(Saved data entries)
+ + + + + + +

//! Host program text with a generated-line to source-line map

/// A generated host program
#[derive(Debug, Clone, Default, PartialEq, Eq)]
pub struct HostProgram {
    pub code: String,
    /// Source line of every generated line, indexed by generated line - 1
    pub line_map: Vec<usize>,
    /// Whether the program reads or writes reference flags
    pub uses_flags: bool,
}

impl HostProgram {
    /// Source line a 1-based generated line came from
    pub fn source_line(&self, generated: usize) -> Option<usize> {
        generated.checked_sub(1).and_then(|i| self.line_map.get(i)).copied()
    }
}

#[derive(Debug, Default)]
pub struct HostWriter {
    code: String,
    line_map: Vec<usize>,
    indent: usize,
}

impl HostWriter {
    pub fn new() -> Self {
        Self::default()
    }

    /// Write one indented line
    pub fn line(&mut self, text: &str, source_line: usize) {
        for _ in 0..self.indent {
            self.code.push_str("    ");
        }
        self.code.push_str(text);
        self.code.push('\n');
        self.line_map.push(source_line);
    }

    /// Write a fragment as-is; its lines map to consecutive source lines
    pub fn verbatim(&mut self, text: &str, source_line: usize) {
        for (offset, line) in text.lines().enumerate() {
            self.code.push_str(line);
            self.code.push('\n');
            self.line_map.push(source_line + offset);
        }
    }

    /// Write a line that opens a block
    pub fn open(&mut self, text: &str, source_line: usize) {
        self.line(text, source_line);
        self.indent += 1;
    }

    /// Write a line that closes a block
    pub fn close(&mut self, text: &str, source_line: usize) {
        self.indent = self.indent.saturating_sub(1);
        self.line(text, source_line);
    }

    /// Close a block and open the next one (`} else {`)
    pub fn reopen(&mut self, text: &str, source_line: usize) {
        self.close(text, source_line);
        self.indent += 1;
    }

    pub fn finish(self, uses_flags: bool) -> HostProgram {
        HostProgram {
            code: self.code,
            line_map: self.line_map,
            uses_flags,
        }
    }
}

#[cfg(test)]
mod tests {
    use super::*;

    #[test]
    fn tracks_lines_and_indentation() {
        let mut writer = HostWriter::new();
        writer.open("if x {", 3);
        writer.verbatim("let a = 1;\nlet b = 2;", 4);
        writer.reopen("} else {", 3);
        writer.line("emit(`say`);", 7);
        writer.close("}", 3);
        let program = writer.finish(false);
        assert_eq!(
            program.code,
            "if x {\nlet a = 1;\nlet b = 2;\n} else {\n    emit(`say`);\n}\n"
        );
        assert_eq!(program.line_map, vec![3, 4, 5, 3, 7, 3]);
        assert_eq!(program.source_line(5), Some(7));
        assert_eq!(program.source_line(0), None);
    }
}
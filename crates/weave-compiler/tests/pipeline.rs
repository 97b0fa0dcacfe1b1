use weave_compiler::*;

fn compiler() -> Compiler {
    Compiler::new(CompilerConfig {
        seed: Some(11),
        ..CompilerConfig::default()
    })
}

fn unit(path: &str, text: &str) -> SourceUnit {
    SourceUnit::new("demo", path, text)
}

/// Replace generated ids so trees from different runs compare equal
fn masked(tree: &OutputTree) -> Vec<(String, Vec<String>)> {
    let mask = |text: &str| -> String {
        text.split(' ')
            .map(|word| {
                if word.starts_with('#') {
                    return "#*".to_string();
                }
                match word.split_once("/gen/") {
                    Some((head, _)) => format!("{head}/gen/*"),
                    None => word.to_string(),
                }
            })
            .collect::<Vec<_>>()
            .join(" ")
    };
    tree.snippets
        .iter()
        .map(|s| (mask(&s.id.to_string()), s.commands.iter().map(|c| mask(c)).collect()))
        .collect()
}

#[test]
fn command_only_file_round_trips() {
    let text = "say hello\nscoreboard players add @s x 1\ntellraw @a \"done\"\n";
    let tree = compiler().compile(&[unit("main", text)]).expect("compile");
    assert_eq!(tree.len(), 1);
    assert_eq!(tree.snippets[0].content(), text);
    assert!(tree.tags.is_empty());
}

#[test]
fn mixed_condition_emits_one_jump() {
    let text = "let a = 2;\nif (\"block ~ ~ ~ stone\" && a != 1) {\n    say 1\n}\n";
    let tree = compiler().compile(&[unit("main", text)]).expect("compile");
    assert_eq!(tree.len(), 2);
    let main = tree.find("demo:main").expect("main");
    assert_eq!(main.commands.len(), 1);
    assert!(main.commands[0].starts_with("execute if block ~ ~ ~ stone run function weave:demo/main/gen/"));
    assert_eq!(tree.snippets[1].commands, vec!["say 1"]);
}

#[test]
fn host_false_skips_the_jump() {
    let text = "let a = 1;\nif (\"block ~ ~ ~ stone\" && a != 1) {\n    say 1\n}\n";
    let tree = compiler().compile(&[unit("main", text)]).expect("compile");
    assert_eq!(tree.len(), 1);
    assert!(tree.snippets[0].commands.is_empty());
}

#[test]
fn disjunction_else_adds_the_flag_objective() {
    let text = "if (\"A\" || \"B\") {\n    say 1\n} else {\n    say 2\n}\n";
    let tree = compiler().compile(&[unit("main", text)]).expect("compile");
    let main = tree.find("demo:main").expect("main");
    let last = main.commands.last().expect("alternate jump");
    assert!(last.starts_with("execute unless score #"));

    let init = tree.find("weave:init").expect("init");
    assert_eq!(init.commands, vec!["scoreboard objectives add weave.logic dummy"]);
    assert_eq!(tree.tags[LOAD_TAG], vec!["weave:init"]);
}

#[test]
fn unknown_action_aborts_every_file() {
    let units = [
        unit("good", "say fine\n"),
        unit("bad", "@teleport(~ ~ ~) {\n    say b\n}\n"),
    ];
    let errors = compiler().compile(&units).unwrap_err();
    assert_eq!(errors.len(), 1);
    assert_eq!(errors[0].file(), Some("demo:bad"));
    assert!(matches!(
        &errors[0],
        CompileError::Codegen {
            source: weave_codegen::CodegenError::UnknownHandler { .. },
            ..
        }
    ));
}

#[test]
fn every_failing_file_is_reported() {
    let units = [
        unit("a", "if (\"A\" {\n    say 1\n}\n"),
        unit("b", "let x = y;\n"),
        unit("c", "say ok\n"),
    ];
    let errors = compiler().compile(&units).unwrap_err();
    assert_eq!(errors.len(), 2);
    assert!(matches!(errors[0], CompileError::Parse { .. }));
    assert!(matches!(errors[1], CompileError::Semantic { .. }));
}

#[test]
fn recompiles_differ_only_in_ids() {
    let text = "if (\"A\" || \"B\") {\n    say 1\n} else {\n    if (\"C\") {\n        say 2\n    }\n}\n";
    let config = CompilerConfig::default();
    let first = Compiler::new(config.clone()).compile(&[unit("main", text)]).expect("first");
    let second = Compiler::new(config).compile(&[unit("main", text)]).expect("second");
    assert_ne!(first, second);
    assert_eq!(masked(&first), masked(&second));
}

#[test]
fn exports_flow_to_importers() {
    let units = [
        unit("main", ";;import;colors;colors\nsay ${colors::primary}\n"),
        unit("palette", ";;export;colors;primary\nlet primary = \"red\";\n"),
    ];
    let tree = compiler().compile(&units).expect("compile");
    assert_eq!(tree.find("demo:main").expect("main").commands, vec!["say red"]);
}

#[test]
fn import_cycles_are_rejected() {
    let units = [
        unit("a", ";;import;b;b\n;;export;a;x\nlet x = 1;\n"),
        unit("b", ";;import;a;a\n;;export;b;x\nlet x = 2;\n"),
    ];
    let errors = compiler().compile(&units).unwrap_err();
    assert!(matches!(errors.as_slice(), [CompileError::ImportCycle { .. }]));
}

#[test]
fn generated_namespace_is_reserved() {
    let errors = compiler()
        .compile(&[SourceUnit::new("weave", "main", "say hi\n")])
        .unwrap_err();
    assert!(matches!(errors[0], CompileError::ReservedNamespace { .. }));
}

#[test]
fn lower_shows_the_host_program() {
    let program = compiler().lower(&unit("main", "say ${1 + 1}\n")).expect("lower");
    assert_eq!(program.code, "emit(`say ${1 + 1}`);\n");
}

#[test]
fn deeply_nested_jumps_compile() {
    let depth = 16;
    let mut text = String::new();
    for level in 0..depth {
        text.push_str(&format!("if (\"entity @s[tag=t{level}]\") {{\n"));
    }
    text.push_str("say deep\n");
    for _ in 0..depth {
        text.push_str("}\n");
    }

    let tree = compiler().compile(&[unit("main", &text)]).expect("compile");
    assert_eq!(tree.len(), depth + 1);
    let deepest = tree.snippets.last().expect("deepest");
    assert_eq!(deepest.commands, vec!["say deep"]);
    assert_eq!(deepest.id.path.matches("/gen/").count(), depth);
}

#[test]
fn call_level_cap_applies_to_generation() {
    let compiler = Compiler::new(CompilerConfig {
        max_call_levels: 4,
        ..CompilerConfig::default()
    });
    let mut text = String::new();
    for level in 0..12 {
        text.push_str(&format!("if (\"entity @s[tag=t{level}]\") {{\n"));
    }
    text.push_str("say deep\n");
    text.push_str(&"}\n".repeat(12));

    let errors = compiler.compile(&[unit("main", &text)]).unwrap_err();
    assert!(matches!(errors[0], CompileError::Runtime(_)), "{errors:?}");
}
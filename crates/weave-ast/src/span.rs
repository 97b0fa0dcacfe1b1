//! Source location tracking

use serde::{Deserialize, Serialize};

/// A span representing a range in source code
#[derive(Debug, Clone, Copy, PartialEq, Eq, Serialize, Deserialize)]
pub struct Span {
    /// Byte offset of the start
    pub start: usize,
    /// Byte offset of the end (exclusive)
    pub end: usize,
}

impl Span {
    pub fn new(start: usize, end: usize) -> Self {
        Self { start, end }
    }

    pub fn dummy() -> Self {
        Self { start: 0, end: 0 }
    }

    /// Merge two spans into one that covers both
    pub fn merge(self, other: Span) -> Span {
        Span {
            start: self.start.min(other.start),
            end: self.end.max(other.end),
        }
    }

    pub fn len(&self) -> usize {
        self.end.saturating_sub(self.start)
    }

    pub fn is_empty(&self) -> bool {
        self.len() == 0
    }

    /// The text this span covers in `source`
    pub fn slice<'a>(&self, source: &'a str) -> &'a str {
        &source[self.start..self.end]
    }
}

impl Default for Span {
    fn default() -> Self {
        Self::dummy()
    }
}

/// 1-based line number of a byte offset
pub fn line_of(source: &str, offset: usize) -> usize {
    let end = offset.min(source.len());
    source.as_bytes()[..end].iter().filter(|&&b| b == b'\n').count() + 1
}
//! Weave Runtime - generation-time execution
//!
//! Runs generated host programs. `emit(command)` appends to the active
//! function; `jump(predicate, continuation)` creates a child function,
//! invokes it from the active one, and calls `continuation` with the child
//! active. Nested jumps therefore produce a tree of function files.

mod error;
mod runtime;
mod snippet;

pub use error::RuntimeError;
pub use runtime::{RunUnit, Runtime, RuntimeConfig, DEFAULT_MAX_CALL_LEVELS};
pub use snippet::{FunctionId, OutputTree, Snippet};
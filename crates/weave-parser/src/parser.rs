//! Recursive descent parser implementation

use weave_ast::*;
use weave_lexer::{Token, TokenKind};

use crate::condition::{split, CondExpr};
use crate::ParseError;

pub struct Parser<'a> {
    source: &'a str,
    tokens: Vec<Token>,
    pos: usize,
    /// Set when a condition operator lacks an operand
    missing_operand: bool,
}

impl<'a> Parser<'a> {
    pub fn new(source: &'a str, tokens: Vec<Token>) -> Self {
        Self {
            source,
            tokens,
            pos: 0,
            missing_operand: false,
        }
    }

    // === Utilities ===

    fn current(&self) -> Token {
        self.tokens
            .get(self.pos)
            .or_else(|| self.tokens.last())
            .cloned()
            .unwrap_or_else(|| Token {
                kind: TokenKind::Eof,
                span: Span::new(self.source.len(), self.source.len()),
                line: line_of(self.source, self.source.len()),
            })
    }

    fn peek(&self) -> TokenKind {
        self.current().kind
    }

    fn advance(&mut self) -> Token {
        let token = self.current();
        if self.pos < self.tokens.len() {
            self.pos += 1;
        }
        token
    }

    fn at(&self, kind: TokenKind) -> bool {
        self.peek() == kind
    }

    fn consume(&mut self, kind: TokenKind) -> Result<Token, ParseError> {
        if self.at(kind) {
            Ok(self.advance())
        } else {
            Err(self.unexpected(kind.describe()))
        }
    }

    fn unexpected(&self, expected: &str) -> ParseError {
        let token = self.current();
        ParseError::unexpected(expected, token.kind, token.span, token.line)
    }

    fn text(&self, token: &Token) -> &'a str {
        token.text(self.source)
    }

    fn skip_eols(&mut self) {
        while self.at(TokenKind::Eol) {
            self.advance();
        }
    }

    /// Span of the most recently consumed token
    fn previous_span(&self) -> Span {
        self.pos
            .checked_sub(1)
            .and_then(|i| self.tokens.get(i))
            .map_or(Span::dummy(), |t| t.span)
    }

    // === Program ===

    pub fn parse_program(&mut self) -> Result<Program, ParseError> {
        let mut body = Vec::new();
        self.skip_eols();
        while !self.at(TokenKind::Eof) {
            body.push(self.parse_statement()?);
            self.skip_eols();
        }
        let span = match (body.first(), body.last()) {
            (Some(first), Some(last)) => first.span.merge(last.span),
            _ => Span::dummy(),
        };
        Ok(Program { body, span })
    }

    fn parse_block(&mut self) -> Result<Block, ParseError> {
        let open = self.consume(TokenKind::LBrace)?;
        let mut statements = Vec::new();
        self.skip_eols();
        while !self.at(TokenKind::RBrace) {
            if self.at(TokenKind::Eof) {
                return Err(self.unexpected("'}'"));
            }
            statements.push(self.parse_statement()?);
            self.skip_eols();
        }
        let close = self.consume(TokenKind::RBrace)?;
        Ok(Block {
            statements,
            span: open.span.merge(close.span),
        })
    }

    // === Statements ===

    fn parse_statement(&mut self) -> Result<Statement, ParseError> {
        let token = self.current();
        let kind = match token.kind {
            TokenKind::Command => {
                self.advance();
                StatementKind::Command(self.text(&token).to_string())
            }
            TokenKind::Host => {
                self.advance();
                StatementKind::HostCode(self.text(&token).to_string())
            }
            TokenKind::If => return self.parse_if(),
            TokenKind::While => self.parse_while()?,
            TokenKind::For => self.parse_for()?,
            TokenKind::Action => self.parse_action()?,
            TokenKind::Else | TokenKind::Elif => {
                return Err(ParseError::UnmatchedElse {
                    span: token.span,
                    line: token.line,
                })
            }
            _ => return Err(self.unexpected("statement")),
        };
        Ok(Statement {
            kind,
            span: token.span.merge(self.previous_span()),
            line: token.line,
        })
    }

    /// `if`/`elif` with its alternate chain folded into nested ifs
    fn parse_if(&mut self) -> Result<Statement, ParseError> {
        let keyword = self.advance();
        let condition = self.parse_condition()?;
        let consequent = self.parse_block()?;

        let checkpoint = self.pos;
        self.skip_eols();
        let alternate = match self.peek() {
            TokenKind::Else => {
                self.advance();
                Some(self.parse_block()?)
            }
            TokenKind::Elif => {
                let nested = self.parse_if()?;
                Some(Block {
                    span: nested.span,
                    statements: vec![nested],
                })
            }
            _ => {
                self.pos = checkpoint;
                None
            }
        };

        Ok(Statement {
            kind: StatementKind::If {
                condition,
                consequent,
                alternate,
            },
            span: keyword.span.merge(self.previous_span()),
            line: keyword.line,
        })
    }

    fn parse_while(&mut self) -> Result<StatementKind, ParseError> {
        self.consume(TokenKind::While)?;
        let condition = self.parse_condition()?;
        let body = self.parse_block()?;
        Ok(StatementKind::While { condition, body })
    }

    fn parse_for(&mut self) -> Result<StatementKind, ParseError> {
        self.consume(TokenKind::For)?;
        let params = self.parse_params()?;
        let body = self.parse_block()?;
        Ok(StatementKind::For { params, body })
    }

    fn parse_action(&mut self) -> Result<StatementKind, ParseError> {
        let token = self.consume(TokenKind::Action)?;
        let name = self.text(&token).trim_start_matches('@').to_string();
        let params = self.parse_params()?;
        let body = self.parse_block()?;
        Ok(StatementKind::Action { name, params, body })
    }

    fn parse_params(&mut self) -> Result<String, ParseError> {
        self.consume(TokenKind::LParen)?;
        let params = if self.at(TokenKind::Params) {
            let token = self.advance();
            self.text(&token).to_string()
        } else {
            String::new()
        };
        self.consume(TokenKind::RParen)?;
        Ok(params)
    }

    // === Conditions ===

    fn parse_condition(&mut self) -> Result<Condition, ParseError> {
        let open = self.consume(TokenKind::LParen)?;
        self.missing_operand = false;
        let expr = if self.at(TokenKind::RParen) {
            CondExpr::Missing
        } else {
            self.parse_or()?
        };
        let close = self.consume(TokenKind::RParen)?;
        let span = open.span.merge(close.span);

        let parts = split(expr).ok_or(ParseError::MixedCondition {
            span,
            line: open.line,
        })?;
        Ok(Condition {
            native: parts.native,
            host: parts.host,
            combinator: parts.combinator,
            missing_operand: self.missing_operand,
            span,
        })
    }

    fn parse_or(&mut self) -> Result<CondExpr, ParseError> {
        let mut left = self.parse_and()?;
        while self.at(TokenKind::OrOr) {
            self.advance();
            let right = self.parse_and()?;
            left = CondExpr::Or(Box::new(left), Box::new(right));
        }
        Ok(left)
    }

    fn parse_and(&mut self) -> Result<CondExpr, ParseError> {
        let mut left = self.parse_unary()?;
        while self.at(TokenKind::AndAnd) {
            self.advance();
            let right = self.parse_unary()?;
            left = CondExpr::And(Box::new(left), Box::new(right));
        }
        Ok(left)
    }

    fn parse_unary(&mut self) -> Result<CondExpr, ParseError> {
        if self.at(TokenKind::Bang) {
            self.advance();
            let inner = self.parse_unary()?;
            return Ok(CondExpr::Not(Box::new(inner)));
        }
        self.parse_postfix()
    }

    /// `<expr>.and(host)` / `<expr>.or(host)`
    fn parse_postfix(&mut self) -> Result<CondExpr, ParseError> {
        let mut expr = self.parse_primary()?;
        loop {
            let is_and = match self.peek() {
                TokenKind::AndCall => true,
                TokenKind::OrCall => false,
                _ => return Ok(expr),
            };
            self.advance();
            let argument = if self.at(TokenKind::HostAtom) {
                let token = self.advance();
                CondExpr::Host(self.text(&token).to_string())
            } else {
                self.missing_operand = true;
                CondExpr::Missing
            };
            self.consume(TokenKind::RParen)?;
            expr = if is_and {
                CondExpr::And(Box::new(expr), Box::new(argument))
            } else {
                CondExpr::Or(Box::new(expr), Box::new(argument))
            };
        }
    }

    fn parse_primary(&mut self) -> Result<CondExpr, ParseError> {
        match self.peek() {
            TokenKind::NativeAtom => {
                let token = self.advance();
                Ok(CondExpr::Native(self.text(&token).to_string()))
            }
            TokenKind::HostAtom => {
                let token = self.advance();
                Ok(CondExpr::Host(self.text(&token).to_string()))
            }
            TokenKind::LParen => {
                self.advance();
                let inner = if self.at(TokenKind::RParen) {
                    self.missing_operand = true;
                    CondExpr::Missing
                } else {
                    self.parse_or()?
                };
                self.consume(TokenKind::RParen)?;
                Ok(inner)
            }
            TokenKind::AndAnd | TokenKind::OrOr | TokenKind::RParen => {
                self.missing_operand = true;
                Ok(CondExpr::Missing)
            }
            _ => Err(self.unexpected("condition operand")),
        }
    }
}
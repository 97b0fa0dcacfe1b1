//! Error types for datapack I/O

use std::io;
use std::path::PathBuf;
use thiserror::Error;

pub type Result<T> = std::result::Result<T, DatapackError>;

#[derive(Debug, Error)]
pub enum DatapackError {
    #[error("IO error: {0}")]
    Io(#[from] io::Error),

    #[error("Directory walk error: {0}")]
    Walk(#[from] walkdir::Error),

    #[error("Invalid tag file {path}: {source}")]
    InvalidTag {
        path: PathBuf,
        source: serde_json::Error,
    },

    #[error("Serialization error: {0}")]
    Serialization(#[from] serde_json::Error),

    #[error("File watcher error: {0}")]
    FileWatcher(#[from] notify::Error),

    #[error("Invalid file path: {0}")]
    InvalidPath(String),

    #[error("File watcher disconnected")]
    Disconnected,
}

+ + + + + + +

* **Instructions to follow**:
Whenever the string "peek" turns up in a line above, copy that line out.

* **The completed task**:
    fn peek(&self) -> TokenKind {
        self.peek() == kind
        let alternate = match self.peek() {
            let is_and = match self.peek() {
        match self.peek() {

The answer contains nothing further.